Comparing today’s outlook with our April forecast, we see that growth in the first half of this year is a bit weaker than expected, reflecting both supply chain issues and restrictions in the market. more prolonged confinement in parts of the country. But looking ahead, we expect a strong rebound in the second half of this year and more sustained growth through 2022 than we previously expected. We now expect the economy to grow around 6% in 2021, slightly lower than our April forecast. We have revised our growth forecast for 2022 upwards to 4½% and project growth of 3¼% in 2023.

The Governing Council also discussed the extent of the economic slowdown and the prospects for potential growth. Estimates of these measurements have always been imprecise but are particularly difficult given the rapid changes brought about by the pandemic. In the projection, economic underutilization is absorbed in the second half of 2022. To help manage the uncertainty surrounding this assessment, we will be monitoring a wider range of underutilization indicators, including a range of market metrics. job.

The inflation outlook reflects the dynamics of aggregate supply and demand in the economy, as well as a number of temporary factors. In recent months, consumer price index inflation has exceeded the Bank’s 1-3% target range. Three major factors are at the origin of this temporary force, all linked to the pandemic. First, gasoline prices have rebounded from very low levels a year ago and are now above pre-pandemic levels. Second, other prices that fell sharply last year with falling demand are now returning to more normal levels as the economy reopens. And third, disrupted global value chains and pandemic supply constraints, including shipping bottlenecks and a global semiconductor shortage, have pushed up prices for cars and some others. goods. Overall, supply bottlenecks are creating a sharper price movement that temporarily pushes inflation up, and these supply issues now appear to be larger than previously thought. As a result, inflation is now expected to be slightly above the target range until 2021. But these temporary effects are expected to dissipate towards the end of this year and inflation is expected to return to 2% in 2022. We expect this. that the factors driving inflation up are temporary, but their persistence and magnitude are uncertain and we will be watching them closely.

Longer term, given our commitment to keep the policy rate at the lower effective limit until the margin is absorbed, the economy should move towards slightly excess demand, so inflation is slightly higher. on target until 2023 before approaching the target in 2024.

In short, the reopening of the economy and the strong progress in vaccinations have given us reasons to be more optimistic about the direction of the economy. But we are not there yet and we are aware that the process may be bumpy and some scars will remain.

By today’s decision, the Governing Council considered that the recovery still needs extraordinary monetary policy support. We remain committed to keeping the key interest rate at the effective lower limit until the economic downturn is absorbed so that the 2% inflation target can be reached on a sustainable basis. Based on our current projection, this occurs in the second half of 2022.
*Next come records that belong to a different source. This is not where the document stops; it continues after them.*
use log::warn;
use serde::{Deserialize, Serialize};
use yew::prelude::*;

use crate::config;
use crate::storage::{self, KeyValueStore, StorageError};

pub struct Activity {
    pub id: &'static str,
    pub name: &'static str,
    pub detail: &'static str,
    pub icon: &'static str,
}

pub const DAILY_ACTIVITIES: &[Activity] = &[
    Activity { id: "walk", name: "Morning Walk", detail: "30 minutes around campus", icon: "fas fa-walking" },
    Activity { id: "hydrate", name: "Hydration", detail: "8 glasses of water", icon: "fas fa-tint" },
    Activity { id: "stretch", name: "Stretching", detail: "10 minutes of mobility work", icon: "fas fa-child" },
    Activity { id: "strength", name: "Strength Training", detail: "One rec center session", icon: "fas fa-dumbbell" },
];

/// Persisted snapshot of today's activity checklist.
#[derive(Serialize, Deserialize, Clone, Debug, PartialEq)]
#[serde(rename_all = "camelCase")]
pub struct FitnessProgress {
    pub progress: u32,
    pub completed_activities: u32,
    pub total_activities: u32,
    #[serde(default)]
    pub completed: Vec<String>,
}

impl Default for FitnessProgress {
    fn default() -> Self {
        FitnessProgress {
            progress: 0,
            completed_activities: 0,
            total_activities: DAILY_ACTIVITIES.len() as u32,
            completed: Vec::new(),
        }
    }
}

/// Whole percent, rounded half up.
pub fn progress_percent(completed: u32, total: u32) -> u32 {
    if total == 0 {
        return 0;
    }
    (f64::from(completed) / f64::from(total) * 100.0).round() as u32
}

impl FitnessProgress {
    pub fn is_completed(&self, activity: &str) -> bool {
        self.completed.iter().any(|a| a == activity)
    }

    /// Flips one activity and recomputes the derived counters.
    pub fn toggle(&mut self, activity: &str, total: u32) {
        if self.is_completed(activity) {
            self.completed.retain(|a| a != activity);
        } else {
            self.completed.push(activity.to_string());
        }
        self.completed_activities = self.completed.len() as u32;
        self.total_activities = total;
        self.progress = progress_percent(self.completed_activities, total);
    }
}

pub fn load(store: &dyn KeyValueStore) -> FitnessProgress {
    storage::load_json_or_default(store, config::FITNESS_KEY)
}

pub fn save(store: &dyn KeyValueStore, progress: &FitnessProgress) -> Result<(), StorageError> {
    storage::save_json(store, config::FITNESS_KEY, progress)
}

#[function_component(FitnessTracker)]
pub fn fitness_tracker() -> Html {
    let progress = use_state(|| load(storage::open_store().as_ref()));

    html! {
        <div class="fitness-tracker">
            <div class="progress-ring">
                <div class="circle" style={format!("--progress: {};", progress.progress)}>
                    <span class="progress-value">{format!("{}%", progress.progress)}</span>
                </div>
                <p>{format!("{} of {} activities done today", progress.completed_activities, progress.total_activities)}</p>
            </div>
            <div class="activity-grid">
                { for DAILY_ACTIVITIES.iter().map(|activity| {
                    let done = progress.is_completed(activity.id);
                    let onclick = {
                        let progress = progress.clone();
                        let id = activity.id;
                        Callback::from(move |_: MouseEvent| {
                            let mut next = (*progress).clone();
                            next.toggle(id, DAILY_ACTIVITIES.len() as u32);
                            if let Err(e) = save(storage::open_store().as_ref(), &next) {
                                warn!("{}", e);
                            }
                            progress.set(next);
                        })
                    };
                    html! {
                        <div class={classes!("activity-card", done.then(|| "completed"))} data-activity={activity.id}>
                            <i class={activity.icon}></i>
                            <h4>{activity.name}</h4>
                            <p>{activity.detail}</p>
                            <button class="activity-btn" {onclick}>
                                {if done { "Completed" } else { "Complete" }}
                            </button>
                        </div>
                    }
                }) }
            </div>
            <style>
                {r#"
                .fitness-tracker { display: grid; gap: 2rem; }
                .progress-ring { text-align: center; }
                .circle {
                    width: 140px;
                    height: 140px;
                    margin: 0 auto;
                    border-radius: 50%;
                    display: flex;
                    align-items: center;
                    justify-content: center;
                    background: conic-gradient(var(--success) calc(var(--progress) * 1%), var(--border) 0);
                }
                .progress-value {
                    background: var(--bg);
                    border-radius: 50%;
                    width: 110px;
                    height: 110px;
                    display: flex;
                    align-items: center;
                    justify-content: center;
                    font-size: 1.5rem;
                    font-weight: 700;
                }
                .activity-grid {
                    display: grid;
                    grid-template-columns: repeat(auto-fit, minmax(200px, 1fr));
                    gap: 1rem;
                }
                .activity-card {
                    background: var(--surface);
                    border: 1px solid var(--border);
                    border-radius: 12px;
                    padding: 1.25rem;
                    text-align: center;
                }
                .activity-card.completed { border-color: var(--success); }
                .activity-btn {
                    border: none;
                    border-radius: 6px;
                    padding: 0.5rem 1.25rem;
                    background: var(--accent);
                    color: #fff;
                    cursor: pointer;
                }
                .activity-card.completed .activity-btn { background: #27AE60; }
                "#}
            </style>
        </div>
    }
}

#[cfg(test)]
mod tests {
    use super::*;
    use crate::storage::MemoryStore;

    #[test]
    fn test_default_when_nothing_saved() {
        let store = MemoryStore::new();
        let progress = load(&store);
        assert_eq!(progress.progress, 0);
        assert_eq!(progress.completed_activities, 0);
        assert_eq!(progress.total_activities, 4);
    }

    #[test]
    fn test_progress_rounds_to_whole_percent() {
        assert_eq!(progress_percent(0, 4), 0);
        assert_eq!(progress_percent(1, 4), 25);
        assert_eq!(progress_percent(1, 3), 33);
        assert_eq!(progress_percent(2, 3), 67);
        assert_eq!(progress_percent(4, 4), 100);
        assert_eq!(progress_percent(0, 0), 0);
    }

    #[test]
    fn test_toggle_updates_counters() {
        let mut progress = FitnessProgress::default();
        progress.toggle("walk", 4);
        progress.toggle("stretch", 4);
        assert_eq!(progress.completed_activities, 2);
        assert_eq!(progress.progress, 50);

        progress.toggle("walk", 4);
        assert!(!progress.is_completed("walk"));
        assert_eq!(progress.progress, 25);
    }

    #[test]
    fn test_saved_snapshot_survives_reload() {
        let store = MemoryStore::new();
        let mut progress = load(&store);
        progress.toggle("hydrate", 4);
        save(&store, &progress).unwrap();
        assert_eq!(load(&store), progress);
    }

    #[test]
    fn test_reads_snapshot_without_activity_list() {
        let store = MemoryStore::new();
        store
            .set(config::FITNESS_KEY, r#"{"progress":75,"completedActivities":3,"totalActivities":4}"#)
            .unwrap();
        let progress = load(&store);
        assert_eq!(progress.progress, 75);
        assert!(progress.completed.is_empty());
    }

    #[test]
    fn test_corrupt_snapshot_resets_to_default() {
        let store = MemoryStore::new();
        store.set(config::FITNESS_KEY, "not json").unwrap();
        assert_eq!(load(&store), FitnessProgress::default());
    }
}
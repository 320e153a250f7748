use yew::prelude::*;

use crate::components::filter::{category_visible, CategoryFilterBar, ALL};
use crate::trackers::fitness::FitnessTracker;

const WORKOUT_CATEGORIES: &[(&str, &str)] = &[
    (ALL, "All"),
    ("cardio", "Cardio"),
    ("strength", "Strength"),
    ("flexibility", "Flexibility"),
    ("hiit", "HIIT"),
];

struct Workout {
    category: &'static str,
    title: &'static str,
    duration: &'static str,
    description: &'static str,
}

const WORKOUTS: &[Workout] = &[
    Workout {
        category: "cardio",
        title: "Campus Loop Run",
        duration: "25 min",
        description: "An easy-paced 3 km loop around the quad and library.",
    },
    Workout {
        category: "cardio",
        title: "Stair Climber Intervals",
        duration: "20 min",
        description: "Alternate one minute fast and one minute easy on the stadium steps.",
    },
    Workout {
        category: "strength",
        title: "Dorm Room Bodyweight",
        duration: "30 min",
        description: "Squats, push-ups, lunges and planks. No equipment needed.",
    },
    Workout {
        category: "strength",
        title: "Intro to Free Weights",
        duration: "45 min",
        description: "A guided rec center session on form and safe progression.",
    },
    Workout {
        category: "flexibility",
        title: "Study Break Stretch",
        duration: "10 min",
        description: "Neck, shoulder and hip openers for long library sessions.",
    },
    Workout {
        category: "flexibility",
        title: "Sunset Yoga Flow",
        duration: "40 min",
        description: "A slow vinyasa to wind down the day.",
    },
    Workout {
        category: "hiit",
        title: "Tabata Express",
        duration: "16 min",
        description: "Four rounds of 20 seconds on, 10 seconds off.",
    },
];

#[function_component(Fitness)]
pub fn fitness() -> Html {
    let category = use_state(|| ALL);

    let on_select = {
        let category = category.clone();
        Callback::from(move |selected: &'static str| category.set(selected))
    };

    html! {
        <div class="fitness-page">
            <section class="page-hero">
                <h1>{"Fitness & Movement"}</h1>
                <p>{"Small, steady habits beat heroic bursts. Track today's goals and find a workout that fits your schedule."}</p>
            </section>

            <section class="section">
                <div class="container">
                    <h2>{"Today's Activity Goals"}</h2>
                    <FitnessTracker />
                </div>
            </section>

            <section class="section workouts">
                <div class="container">
                    <h2>{"Workout Library"}</h2>
                    <CategoryFilterBar categories={WORKOUT_CATEGORIES} selected={*category} {on_select} />
                    <div class="card-grid">
                        { for WORKOUTS.iter()
                            .filter(|w| category_visible(*category, w.category))
                            .map(|w| html! {
                                <div class="card workout-card" data-category={w.category}>
                                    <span class="workout-duration">{w.duration}</span>
                                    <h3>{w.title}</h3>
                                    <p>{w.description}</p>
                                </div>
                            }) }
                    </div>
                </div>
            </section>

            <section class="section">
                <div class="container">
                    <h2>{"Recreation Center Hours"}</h2>
                    <table class="hours-table">
                        <tr><td>{"Monday to Friday"}</td><td>{"6:00 AM – 11:00 PM"}</td></tr>
                        <tr><td>{"Saturday"}</td><td>{"8:00 AM – 9:00 PM"}</td></tr>
                        <tr><td>{"Sunday"}</td><td>{"10:00 AM – 8:00 PM"}</td></tr>
                    </table>
                </div>
            </section>

            <style>
                {r#"
                .workouts { background: var(--surface); }
                .workout-card { background: var(--bg); }
                .workout-duration {
                    font-size: 0.8rem;
                    color: var(--accent);
                    font-weight: 600;
                    text-transform: uppercase;
                }
                .hours-table td { padding: 0.5rem 1.5rem 0.5rem 0; }
                "#}
            </style>
        </div>
    }
}
use log::{debug, warn};
use stylist::css;
use stylist::yew::Global;
use yew::prelude::*;

use crate::config;
use crate::storage::{self, KeyValueStore, StorageError};

#[derive(Clone, Copy, Debug, PartialEq, Eq)]
pub enum Theme {
    Light,
    Dark,
}

impl Theme {
    pub fn as_str(self) -> &'static str {
        match self {
            Theme::Light => "light",
            Theme::Dark => "dark",
        }
    }

    pub fn parse(value: &str) -> Option<Theme> {
        match value {
            "light" => Some(Theme::Light),
            "dark" => Some(Theme::Dark),
            _ => None,
        }
    }

    pub fn toggled(self) -> Theme {
        match self {
            Theme::Light => Theme::Dark,
            Theme::Dark => Theme::Light,
        }
    }

    /// The toggle shows the theme you would switch *to*.
    pub fn icon_class(self) -> &'static str {
        match self {
            Theme::Light => "fas fa-moon",
            Theme::Dark => "fas fa-sun",
        }
    }
}

/// Saved preference first, then the system color scheme.
pub fn resolve_initial(store: &dyn KeyValueStore, prefers_dark: bool) -> Theme {
    let saved = match store.get(config::THEME_KEY) {
        Ok(saved) => saved,
        Err(e) => {
            warn!("{}", e);
            None
        }
    };
    match saved.as_deref().and_then(Theme::parse) {
        Some(theme) => theme,
        None if prefers_dark => Theme::Dark,
        None => Theme::Light,
    }
}

pub fn toggle_and_persist(store: &dyn KeyValueStore, current: Theme) -> Result<Theme, StorageError> {
    let next = current.toggled();
    store.set(config::THEME_KEY, next.as_str())?;
    Ok(next)
}

fn system_prefers_dark() -> bool {
    web_sys::window()
        .and_then(|w| w.match_media("(prefers-color-scheme: dark)").ok())
        .flatten()
        .map(|query| query.matches())
        .unwrap_or(false)
}

fn apply_theme(theme: Theme) {
    match web_sys::window()
        .and_then(|w| w.document())
        .and_then(|d| d.document_element())
    {
        Some(root) => {
            if let Err(e) = root.set_attribute("data-theme", theme.as_str()) {
                warn!("could not set data-theme: {:?}", e);
            }
        }
        None => warn!("no document root, theme not applied"),
    }
}

#[function_component(ThemeToggle)]
pub fn theme_toggle() -> Html {
    let theme = use_state(|| {
        let store = storage::open_store();
        resolve_initial(store.as_ref(), system_prefers_dark())
    });

    {
        use_effect_with_deps(
            move |theme: &Theme| {
                apply_theme(*theme);
                || ()
            },
            *theme,
        );
    }

    let onclick = {
        let theme = theme.clone();
        Callback::from(move |_: MouseEvent| {
            let store = storage::open_store();
            match toggle_and_persist(store.as_ref(), *theme) {
                Ok(next) => {
                    debug!("Theme switched to {}", next.as_str());
                    theme.set(next);
                }
                Err(e) => {
                    // Still switch for this page view.
                    warn!("{}", e);
                    theme.set(theme.toggled());
                }
            }
        })
    };

    html! {
        <button id="themeToggle" class="theme-toggle" {onclick} title="Toggle theme">
            <i class={theme.icon_class()}></i>
        </button>
    }
}

/// Color variables for both themes, switched by the `data-theme` attribute.
#[function_component(ThemeStyles)]
pub fn theme_styles() -> Html {
    html! {
        <Global css={css!(r#"
            :root {
                --bg: #ffffff;
                --surface: #f8f9fa;
                --text: #2c3e50;
                --muted: #6c757d;
                --border: #e8e8e8;
                --accent: #457B9D;
                --accent-soft: rgba(168, 218, 220, 0.2);
                --success: #27AE60;
                --error: #e74c3c;
            }
            html[data-theme=dark] {
                --bg: #1a1a1a;
                --surface: #242424;
                --text: #ecf0f1;
                --muted: #a0a0a0;
                --border: #3a3a3a;
                --accent: #7EB2FF;
                --accent-soft: rgba(126, 178, 255, 0.15);
                --success: #2ecc71;
                --error: #ff6b6b;
            }
            body {
                margin: 0;
                background: var(--bg);
                color: var(--text);
                font-family: -apple-system, BlinkMacSystemFont, "Segoe UI", Roboto, Helvetica, Arial, sans-serif;
                transition: background-color 0.3s ease, color 0.3s ease;
            }
            .container { max-width: 1100px; margin: 0 auto; padding: 0 1.5rem; }
            .section { padding: 3rem 0; }
            .section h2 { margin-top: 0; }
            .page-hero {
                padding: 4rem 1.5rem 3rem;
                text-align: center;
                background: var(--accent-soft);
            }
            .page-hero h1 { margin: 0 0 0.75rem; font-size: 2.4rem; }
            .page-hero p { margin: 0 auto; max-width: 640px; color: var(--muted); }
            .card-grid {
                display: grid;
                grid-template-columns: repeat(auto-fit, minmax(240px, 1fr));
                gap: 1.25rem;
            }
            .card {
                background: var(--surface);
                border: 1px solid var(--border);
                border-radius: 12px;
                padding: 1.5rem;
            }
            .card h3 { margin-top: 0; }
            .reveal {
                opacity: 0;
                transform: translateY(20px);
                transition: opacity 0.6s ease, transform 0.6s ease;
            }
            .reveal.revealed { opacity: 1; transform: translateY(0); }
            .btn {
                display: inline-block;
                padding: 0.65rem 1.4rem;
                border-radius: 8px;
                border: 1px solid transparent;
                font-size: 1rem;
                cursor: pointer;
                text-decoration: none;
            }
            .btn-primary { background: var(--accent); color: #fff; }
            .btn-secondary { background: transparent; border-color: var(--accent); color: var(--accent); }
            .btn:disabled { opacity: 0.5; cursor: default; }
            .form-group { display: flex; flex-direction: column; gap: 0.35rem; margin-bottom: 1rem; }
            .form-group input, .form-group select, .form-group textarea {
                padding: 0.6rem 0.75rem;
                border: 1px solid var(--border);
                border-radius: 6px;
                background: var(--bg);
                color: var(--text);
                font: inherit;
            }
            .form-group.has-error input, .form-group.has-error select, .form-group.has-error textarea {
                border-color: var(--error);
            }
            .error-message { color: var(--error); font-size: 0.85rem; }
            .required { color: var(--error); }
            .password-input { display: flex; gap: 0.5rem; }
            .password-input input { flex: 1; }
            .password-toggle { background: none; border: none; cursor: pointer; color: var(--muted); }
            .password-requirements { list-style: none; padding: 0; margin: 0.25rem 0 0; font-size: 0.85rem; color: var(--muted); }
            .password-requirements li.valid { color: var(--success); }
            .filter-buttons { display: flex; flex-wrap: wrap; gap: 0.5rem; margin-bottom: 1.5rem; }
            .filter-btn {
                padding: 0.4rem 1rem;
                border: 1px solid var(--border);
                border-radius: 999px;
                background: var(--surface);
                color: var(--text);
                cursor: pointer;
            }
            .filter-btn.active { background: var(--accent); border-color: var(--accent); color: #fff; }
            .site-footer {
                padding: 2rem 1.5rem;
                text-align: center;
                color: var(--muted);
                border-top: 1px solid var(--border);
            }
        "#)} />
    }
}

#[cfg(test)]
mod tests {
    use super::*;
    use crate::storage::MemoryStore;

    #[test]
    fn test_toggle_twice_returns_to_start() {
        for start in [Theme::Light, Theme::Dark] {
            assert_eq!(start.toggled().toggled(), start);
        }
    }

    #[test]
    fn test_persisted_value_matches_displayed() {
        let store = MemoryStore::new();
        let mut theme = Theme::Light;
        for _ in 0..3 {
            theme = toggle_and_persist(&store, theme).unwrap();
            let saved = store.get(config::THEME_KEY).unwrap();
            assert_eq!(saved.as_deref(), Some(theme.as_str()));
        }
        assert_eq!(resolve_initial(&store, false), theme);
    }

    #[test]
    fn test_initial_theme_falls_back_to_system_preference() {
        let store = MemoryStore::new();
        assert_eq!(resolve_initial(&store, true), Theme::Dark);
        assert_eq!(resolve_initial(&store, false), Theme::Light);
    }

    #[test]
    fn test_saved_theme_wins_over_system_preference() {
        let store = MemoryStore::new();
        store.set(config::THEME_KEY, "light").unwrap();
        assert_eq!(resolve_initial(&store, true), Theme::Light);
    }

    #[test]
    fn test_unknown_saved_value_is_ignored() {
        let store = MemoryStore::new();
        store.set(config::THEME_KEY, "sepia").unwrap();
        assert_eq!(resolve_initial(&store, true), Theme::Dark);
    }

    #[test]
    fn test_icon_points_at_other_theme() {
        assert_eq!(Theme::Light.icon_class(), "fas fa-moon");
        assert_eq!(Theme::Dark.icon_class(), "fas fa-sun");
    }
}
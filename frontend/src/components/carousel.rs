use yew::prelude::*;
use yew_hooks::prelude::*;

use crate::config;

pub struct Testimonial {
    pub quote: &'static str,
    pub name: &'static str,
    pub role: &'static str,
}

pub const TESTIMONIALS: &[Testimonial] = &[
    Testimonial {
        quote: "The sleep workshop completely changed my semester. I finally stopped pulling all-nighters.",
        name: "Maya R.",
        role: "Junior, Biology",
    },
    Testimonial {
        quote: "Counseling services helped me find my footing during a really difficult first year.",
        name: "Jordan T.",
        role: "Sophomore, Engineering",
    },
    Testimonial {
        quote: "The cooking classes taught me how to eat well on a student budget. Highly recommend!",
        name: "Priya S.",
        role: "Senior, Economics",
    },
    Testimonial {
        quote: "Joining the recovery community gave me people who understand. I'm 200 days strong.",
        name: "Alex M.",
        role: "Graduate Student",
    },
];

pub fn next_index(current: usize, len: usize) -> usize {
    if len == 0 {
        0
    } else {
        (current + 1) % len
    }
}

pub fn previous_index(current: usize, len: usize) -> usize {
    if len == 0 {
        0
    } else {
        (current + len - 1) % len
    }
}

#[function_component(TestimonialCarousel)]
pub fn testimonial_carousel() -> Html {
    let current = use_state(|| 0usize);
    let len = TESTIMONIALS.len();

    {
        let current = current.clone();
        use_interval(
            move || current.set(next_index(*current, len)),
            config::CAROUSEL_INTERVAL_MS,
        );
    }

    let on_prev = {
        let current = current.clone();
        Callback::from(move |_: MouseEvent| current.set(previous_index(*current, len)))
    };
    let on_next = {
        let current = current.clone();
        Callback::from(move |_: MouseEvent| current.set(next_index(*current, len)))
    };

    if len == 0 {
        return html! {};
    }

    html! {
        <div class="testimonials">
            <div id="testimonialsSlider" class="testimonials-slider">
                { for TESTIMONIALS.iter().enumerate().map(|(i, t)| html! {
                    <div class={classes!("testimonial-slide", (i == *current).then(|| "active"))}>
                        <blockquote>{t.quote}</blockquote>
                        <p class="testimonial-author">
                            <strong>{t.name}</strong>{" · "}{t.role}
                        </p>
                    </div>
                }) }
            </div>
            <div class="slider-controls">
                <button id="prevSlide" class="slider-btn" onclick={on_prev}>
                    <i class="fas fa-chevron-left"></i>
                </button>
                <button id="nextSlide" class="slider-btn" onclick={on_next}>
                    <i class="fas fa-chevron-right"></i>
                </button>
            </div>
            <style>
                {r#"
                .testimonial-slide { display: none; text-align: center; padding: 1rem 2rem; }
                .testimonial-slide.active { display: block; }
                .testimonial-slide blockquote { font-size: 1.2rem; font-style: italic; margin: 0 0 1rem; }
                .testimonial-author { color: var(--muted); }
                .slider-controls { display: flex; justify-content: center; gap: 1rem; }
                .slider-btn {
                    background: var(--surface);
                    border: 1px solid var(--border);
                    border-radius: 50%;
                    width: 40px;
                    height: 40px;
                    cursor: pointer;
                    color: var(--text);
                }
                "#}
            </style>
        </div>
    }
}

#[cfg(test)]
mod tests {
    use super::*;

    #[test]
    fn test_next_wraps_to_first() {
        assert_eq!(next_index(0, 4), 1);
        assert_eq!(next_index(3, 4), 0);
    }

    #[test]
    fn test_previous_wraps_to_last() {
        assert_eq!(previous_index(0, 4), 3);
        assert_eq!(previous_index(2, 4), 1);
    }

    #[test]
    fn test_full_rotation_returns_home() {
        let mut i = 0;
        for _ in 0..TESTIMONIALS.len() {
            i = next_index(i, TESTIMONIALS.len());
        }
        assert_eq!(i, 0);
    }

    #[test]
    fn test_empty_carousel_stays_put() {
        assert_eq!(next_index(0, 0), 0);
        assert_eq!(previous_index(0, 0), 0);
    }
}
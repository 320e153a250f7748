use log::Level;

pub const THEME_KEY: &str = "theme";
pub const FITNESS_KEY: &str = "fitnessData";
pub const SLEEP_LOG_KEY: &str = "sleepLog";
pub const SOBRIETY_KEY: &str = "sobrietyDate";
pub const ROUTINE_KEY: &str = "bedtimeRoutine";

/// Testimonial auto-advance period.
pub const CAROUSEL_INTERVAL_MS: u32 = 5_000;
pub const MEDITATION_TICK_MS: u32 = 1_000;
/// Length of a meditation session, in seconds.
pub const MEDITATION_SECONDS: u32 = 300;
/// Delay before the simulated login redirect and the signup tab switch.
pub const FORM_FOLLOWUP_DELAY_MS: u32 = 2_000;

/// Share of a card that must be visible before it fades in.
pub const REVEAL_THRESHOLD: f64 = 0.1;
/// Cards start fading in 50 px before they reach the bottom of the viewport.
pub const REVEAL_ROOT_MARGIN: &str = "0px 0px -50px 0px";

/// Viewports at or below this width get the collapsed navigation.
pub const MOBILE_BREAKPOINT_PX: f64 = 768.0;

#[cfg(debug_assertions)]
pub fn log_level() -> Level {
    Level::Debug // Verbose output when running locally
}

#[cfg(not(debug_assertions))]
pub fn log_level() -> Level {
    Level::Info
}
Our quantitative easing (QE) program continues to reinforce this commitment. We have decided to adjust the program to a target of $ 2 billion in weekly Government of Canada bond purchases, down from a target of $ 3 billion per week. This adjustment reflects the continued progress towards recovery and the Bank’s increased confidence in the strength of the Canadian economic outlook.

Decisions on further adjustments to the pace of net bond purchases will be guided by the Governing Council’s ongoing assessment of the strength and sustainability of the recovery. If the economy evolves broadly in line with our outlook, it will not need as much quantitative easing over time. Further adjustments to our quantitative easing program will continue to be incremental, and we will be deliberate both in our assessment of incoming data and in communicating our analysis. We will continue to provide the appropriate degree of monetary policy stimulus to support the recovery and meet the inflation target.

With that, let me stop and turn to you for questions.